## What to work on:
Within the entries that follow, show each line where the word "execution" occurs.

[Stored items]
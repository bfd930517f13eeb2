//! Headless mode for automated fights
//!
//! This module runs a boss fight against a scripted challenger without any graphical
//! output, suitable for automated testing and balance sweeps.
//!
//! ## Usage
//!
//! ```bash
//! # Run a headless fight
//! cargo run --release -- --headless fight_config.json
//! ```
//!
//! ## JSON Configuration
//!
//! ```json
//! {
//!   "boss": "Swordsman",
//!   "max_duration_secs": 120,
//!   "random_seed": 42,
//!   "challenger": { "dps": 30, "preferred_distance": 3.5 },
//!   "result_path": "fight_result.json"
//! }
//! ```

pub mod config;
pub mod runner;

pub use config::HeadlessFightConfig;
pub use runner::{run_fight, run_headless_fight, FightResult, FightWinner};
//! Headless fight execution
//!
//! Runs a boss fight against the scripted challenger without any graphical output,
//! suitable for automated testing and tuning sweeps.

use bevy::app::ScheduleRunnerPlugin;
use bevy::log::LogPlugin;
use bevy::prelude::*;
use bevy::time::TimeUpdateStrategy;
use serde::Serialize;
use std::time::Duration;

use crate::combat::components::{BossHealth, Challenger, ChallengerSettings};
use crate::combat::events::{ChallengerHit, CommandStarted};
use crate::combat::log::{EncounterLog, EncounterLogEventType};
use crate::combat::systems::log_boss_hp;
use crate::combat::{spawn_boss, spawn_challenger, EncounterPlugin, SimulationSpeed, SIMULATION_HZ};
use crate::config::{BossKind, BossRoster};
use crate::encounter::rng::GameRng;
use crate::encounter::Encounter;

use super::config::HeadlessFightConfig;

/// Where the boss stands when the fight starts
const BOSS_SPAWN: Vec2 = Vec2::new(8.0, 0.0);
/// Where the challenger starts, outside every boss's activation range
const CHALLENGER_SPAWN: Vec2 = Vec2::new(-8.0, 0.0);

/// Who won a headless fight
#[derive(Debug, Clone, Copy, PartialEq, Eq, Serialize)]
pub enum FightWinner {
    Boss,
    Challenger,
    /// Timed out with both sides standing
    Draw,
}

/// Result of a completed headless fight
///
/// This struct provides programmatic access to fight results for testing and analysis.
#[derive(Debug, Clone, PartialEq, Serialize)]
pub struct FightResult {
    pub boss: BossKind,
    pub winner: FightWinner,
    /// Fight duration in seconds
    pub duration: f32,
    pub boss_hp: f32,
    pub boss_max_hp: f32,
    pub challenger_hp: f32,
    /// Every command the boss started, in order
    pub commands: Vec<String>,
    /// Hits the challenger took from boss hitboxes
    pub hits_taken: u32,
    pub damage_dealt: f32,
    pub damage_taken: f32,
    /// Random seed used (if deterministic mode)
    pub random_seed: Option<u64>,
}

impl FightResult {
    /// One-line summary, also used as the fight log header
    pub fn summary(&self) -> String {
        format!(
            "{} fight: {:?} after {:.1}s | boss {:.0}/{:.0} HP | challenger {:.0} HP, {} hits taken | {} commands | seed {:?}",
            self.boss.name(),
            self.winner,
            self.duration,
            self.boss_hp,
            self.boss_max_hp,
            self.challenger_hp,
            self.hits_taken,
            self.commands.len(),
            self.random_seed
        )
    }
}

/// Resource to track headless fight state
#[derive(Resource)]
pub struct HeadlessFightState {
    pub boss: BossKind,
    /// Maximum fight duration before declaring a draw
    pub max_duration: f32,
    /// Elapsed fight time
    pub elapsed_time: f32,
    /// Custom output path for the fight log
    pub output_path: Option<String>,
    /// Custom output path for the JSON result
    pub result_path: Option<String>,
    /// Whether the fight has completed
    pub fight_complete: bool,
    /// Random seed for deterministic simulation (if provided)
    pub random_seed: Option<u64>,
    /// Commands started so far
    pub commands: Vec<String>,
    /// Fight result (populated when the fight completes)
    pub result: Option<FightResult>,
}

/// Roster and challenger the setup system spawns from
#[derive(Resource)]
struct FightSetup {
    roster: BossRoster,
    challenger: ChallengerSettings,
}

/// Plugin for headless fight execution
pub struct HeadlessPlugin {
    pub config: HeadlessFightConfig,
}

impl Plugin for HeadlessPlugin {
    fn build(&self, app: &mut App) {
        let boss = self
            .config
            .boss_kind()
            .expect("Invalid fight configuration");

        app.add_plugins(EncounterPlugin)
            .insert_resource(FightSetup {
                roster: self.config.roster(),
                challenger: self.config.challenger.clone(),
            })
            .insert_resource(HeadlessFightState {
                boss,
                max_duration: self.config.max_duration_secs,
                elapsed_time: 0.0,
                output_path: self.config.output_path.clone(),
                result_path: self.config.result_path.clone(),
                fight_complete: false,
                random_seed: self.config.random_seed,
                commands: Vec::new(),
                result: None,
            })
            // One fixed step per frame, independent of wall-clock time
            .insert_resource(TimeUpdateStrategy::ManualDuration(Duration::from_secs_f64(
                1.0 / SIMULATION_HZ,
            )))
            .add_systems(Startup, headless_setup_fight)
            .add_systems(
                FixedUpdate,
                (
                    headless_track_time,
                    headless_record_commands,
                    headless_check_fight_end,
                )
                    .chain()
                    .after(log_boss_hp),
            )
            .add_systems(PostUpdate, headless_exit_on_complete);
    }
}

/// Setup system for headless fight
fn headless_setup_fight(
    mut commands: Commands,
    setup: Res<FightSetup>,
    state: Res<HeadlessFightState>,
    mut log: ResMut<EncounterLog>,
) {
    log.clear();
    log.log(
        EncounterLogEventType::MatchEvent,
        format!("{} fight started (headless mode)", state.boss.name()),
    );

    commands.insert_resource(SimulationSpeed { multiplier: 1.0 });

    // Initialize GameRng with seed if provided (deterministic mode)
    let mut game_rng = match state.random_seed {
        Some(seed) => {
            info!("Using deterministic RNG with seed: {}", seed);
            GameRng::from_seed(seed)
        }
        None => {
            info!("Using non-deterministic RNG (no seed provided)");
            GameRng::from_entropy()
        }
    };

    spawn_boss(
        &mut commands,
        state.boss,
        &setup.roster,
        BOSS_SPAWN,
        game_rng.fork(),
    );
    spawn_challenger(&mut commands, setup.challenger.clone(), CHALLENGER_SPAWN);
    commands.insert_resource(game_rng);

    info!("Headless fight setup complete: {}", state.boss.name());
}

/// Track elapsed fight time (used for timeout detection)
fn headless_track_time(time: Res<Time>, mut state: ResMut<HeadlessFightState>) {
    if !state.fight_complete {
        state.elapsed_time += time.delta_secs();
    }
}

fn headless_record_commands(
    mut started: EventReader<CommandStarted>,
    mut hits: EventReader<ChallengerHit>,
    mut state: ResMut<HeadlessFightState>,
) {
    for event in started.read() {
        state.commands.push(event.command.label());
    }
    for event in hits.read() {
        debug!("Challenger hit for {:.0}", event.damage);
    }
}

/// Check if the fight has ended (boss defeated, challenger down, or timeout)
fn headless_check_fight_end(
    bosses: Query<(&Encounter, &BossHealth)>,
    challengers: Query<&Challenger>,
    mut log: ResMut<EncounterLog>,
    mut state: ResMut<HeadlessFightState>,
) {
    if state.fight_complete {
        return;
    }

    let boss_down =
        !bosses.is_empty() && bosses.iter().all(|(encounter, _)| encounter.is_defeated());
    let challenger_down =
        !challengers.is_empty() && challengers.iter().all(|c| !c.is_alive());

    let winner = if boss_down {
        info!("Fight ended! The challenger wins!");
        FightWinner::Challenger
    } else if challenger_down {
        info!("Fight ended! The boss wins!");
        FightWinner::Boss
    } else if state.elapsed_time >= state.max_duration {
        info!("Fight timed out after {:.1}s - declaring DRAW", state.elapsed_time);
        FightWinner::Draw
    } else {
        return;
    };

    let (boss_hp, boss_max_hp) = bosses
        .iter()
        .next()
        .map_or((0.0, 0.0), |(_, health)| (health.current, health.max));
    let challenger = challengers.iter().next();

    let result = FightResult {
        boss: state.boss,
        winner,
        duration: state.elapsed_time,
        boss_hp,
        boss_max_hp,
        challenger_hp: challenger.map_or(0.0, |c| c.hp),
        commands: state.commands.clone(),
        hits_taken: challenger.map_or(0, |c| c.hits_taken),
        damage_dealt: challenger.map_or(0.0, |c| c.damage_dealt),
        damage_taken: challenger.map_or(0.0, |c| c.damage_taken),
        random_seed: state.random_seed,
    };

    log.log(
        EncounterLogEventType::MatchEvent,
        format!("Fight ended: {:?}", winner),
    );
    save_fight_output(&log, &result, &state);

    state.result = Some(result);
    state.fight_complete = true;
}

/// Save the fight log and, if requested, the JSON result
fn save_fight_output(log: &EncounterLog, result: &FightResult, state: &HeadlessFightState) {
    match log.save_to_file(&result.summary(), state.output_path.as_deref()) {
        Ok(filename) => {
            println!("Fight complete. Log saved to: {}", filename);
        }
        Err(e) => {
            eprintln!("Failed to save fight log: {}", e);
        }
    }

    if let Some(path) = &state.result_path {
        if let Err(e) = write_result(result, path) {
            eprintln!("{}", e);
        }
    }
}

/// Write a fight result as pretty JSON
pub fn write_result(result: &FightResult, path: &str) -> Result<(), String> {
    let json = serde_json::to_string_pretty(result)
        .map_err(|e| format!("Failed to serialize fight result: {}", e))?;
    std::fs::write(path, json).map_err(|e| format!("Failed to write {}: {}", path, e))
}

/// Exit the app when the fight is complete
fn headless_exit_on_complete(state: Res<HeadlessFightState>, mut exit: EventWriter<AppExit>) {
    if state.fight_complete {
        exit.send(AppExit::Success);
    }
}

/// Build the headless app without running it
pub fn build_headless_app(config: HeadlessFightConfig) -> App {
    let mut app = App::new();
    app
        // Minimal plugins - no window, no rendering
        .add_plugins(MinimalPlugins.set(ScheduleRunnerPlugin::run_loop(Duration::ZERO)))
        // Transform and hierarchy plugins needed for entity positions
        .add_plugins(TransformPlugin)
        .add_plugins(HierarchyPlugin)
        .add_plugins(HeadlessPlugin { config });
    app
}

/// Step a headless app frame by frame until the fight completes
///
/// The app is left in its final state so the world (log, entities) can be inspected.
pub fn run_to_completion(app: &mut App) -> Result<FightResult, String> {
    app.finish();
    app.cleanup();

    let max_duration = app
        .world()
        .get_resource::<HeadlessFightState>()
        .map(|s| s.max_duration)
        .ok_or_else(|| "HeadlessPlugin is missing from the app".to_string())?;
    // Startup frame, plus slack for fixed-step rounding
    let max_frames = (max_duration as f64 * SIMULATION_HZ).ceil() as u64 + 120;

    for _ in 0..max_frames {
        app.update();
        let state = app.world().resource::<HeadlessFightState>();
        if let Some(result) = &state.result {
            return Ok(result.clone());
        }
    }
    Err(format!("Fight did not complete within {} frames", max_frames))
}

/// Run a headless fight and return its result
pub fn run_fight(config: HeadlessFightConfig) -> Result<FightResult, String> {
    config.validate()?;
    run_to_completion(&mut build_headless_app(config))
}

/// Run a headless fight with the given configuration, logging to stdout
pub fn run_headless_fight(config: HeadlessFightConfig) -> Result<FightResult, String> {
    config.validate()?;
    println!("Starting headless fight simulation...");
    println!("  Boss: {}", config.boss);
    println!("  Max duration: {:.0}s", config.max_duration_secs);
    if let Some(seed) = config.random_seed {
        println!("  Seed: {}", seed);
    }

    let mut app = build_headless_app(config);
    app.add_plugins(LogPlugin::default());
    let result = run_to_completion(&mut app)?;
    println!("{}", result.summary());
    Ok(result)
}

## Written reply:
//! Headless fight execution
/// Plugin for headless fight execution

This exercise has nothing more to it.